Each line of the data should be transcribed exactly as given.

§ **Input**
|---|

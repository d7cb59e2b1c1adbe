use serde::{Deserialize, Serialize};

#[derive(Debug, Clone, Serialize, Deserialize)]
pub struct Config {
    pub database: DatabaseConfig,
    pub api_server: ServerConfig,
    pub public_server: ServerConfig,
}

#[derive(Debug, Clone, Serialize, Deserialize)]
pub struct DatabaseConfig {
    pub backend: DatabaseBackend,
    pub url: String,
}

#[derive(Debug, Clone, Serialize, Deserialize)]
#[serde(rename_all = "lowercase")]
pub enum DatabaseBackend {
    Sqlite,
    Postgres,
}

#[derive(Debug, Clone, Serialize, Deserialize)]
pub struct ServerConfig {
    pub host: String,
    pub port: u16,
}

impl Config {
    pub fn from_env() -> anyhow::Result<Self> {
        dotenvy::dotenv().ok();

        let backend_str =
            std::env::var("DATABASE_BACKEND").unwrap_or_else(|_| "sqlite".to_string());

        let backend = match backend_str.to_lowercase().as_str() {
            "postgres" | "postgresql" => DatabaseBackend::Postgres,
            _ => DatabaseBackend::Sqlite,
        };

        let database_url =
            std::env::var("DATABASE_URL").unwrap_or_else(|_| "sqlite://./cardlink.db".to_string());

        let api_host = std::env::var("API_HOST").unwrap_or_else(|_| "127.0.0.1".to_string());
        let api_port = std::env::var("API_PORT")
            .unwrap_or_else(|_| "8080".to_string())
            .parse::<u16>()?;

        let public_host = std::env::var("PUBLIC_HOST").unwrap_or_else(|_| "127.0.0.1".to_string());
        let public_port = std::env::var("PUBLIC_PORT")
            .unwrap_or_else(|_| "3000".to_string())
            .parse::<u16>()?;

        Ok(Config {
            database: DatabaseConfig {
                backend,
                url: database_url,
            },
            api_server: ServerConfig {
                host: api_host,
                port: api_port,
            },
            public_server: ServerConfig {
                host: public_host,
                port: public_port,
            },
        })
    }
}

|---|

§ **Solution**
repository d7cb59e2b1c1adbe
use serde::{Deserialize, Serialize};

#[derive(Debug, Clone, Serialize, Deserialize)]
pub struct Config {
    pub database: DatabaseConfig,
    pub api_server: ServerConfig,
    pub public_server: ServerConfig,
}

#[derive(Debug, Clone, Serialize, Deserialize)]
pub struct DatabaseConfig {
    pub backend: DatabaseBackend,
    pub url: String,
}

#[derive(Debug, Clone, Serialize, Deserialize)]
#[serde(rename_all = "lowercase")]
pub enum DatabaseBackend {
    Sqlite,
    Postgres,
}

#[derive(Debug, Clone, Serialize, Deserialize)]
pub struct ServerConfig {
    pub host: String,
    pub port: u16,
}

impl Config {
    pub fn from_env() -> anyhow::Result<Self> {
        dotenvy::dotenv().ok();

        let backend_str =
            std::env::var("DATABASE_BACKEND").unwrap_or_else(|_| "sqlite".to_string());

        let backend = match backend_str.to_lowercase().as_str() {
            "postgres" | "postgresql" => DatabaseBackend::Postgres,
            _ => DatabaseBackend::Sqlite,
        };

        let database_url =
            std::env::var("DATABASE_URL").unwrap_or_else(|_| "sqlite://./cardlink.db".to_string());

        let api_host = std::env::var("API_HOST").unwrap_or_else(|_| "127.0.0.1".to_string());
        let api_port = std::env::var("API_PORT")
            .unwrap_or_else(|_| "8080".to_string())
            .parse::<u16>()?;

        let public_host = std::env::var("PUBLIC_HOST").unwrap_or_else(|_| "127.0.0.1".to_string());
        let public_port = std::env::var("PUBLIC_PORT")
            .unwrap_or_else(|_| "3000".to_string())
            .parse::<u16>()?;

        Ok(Config {
            database: DatabaseConfig {
                backend,
                url: database_url,
            },
            api_server: ServerConfig {
                host: api_host,
                port: api_port,
            },
            public_server: ServerConfig {
                host: public_host,
                port: public_port,
            },
        })
    }
}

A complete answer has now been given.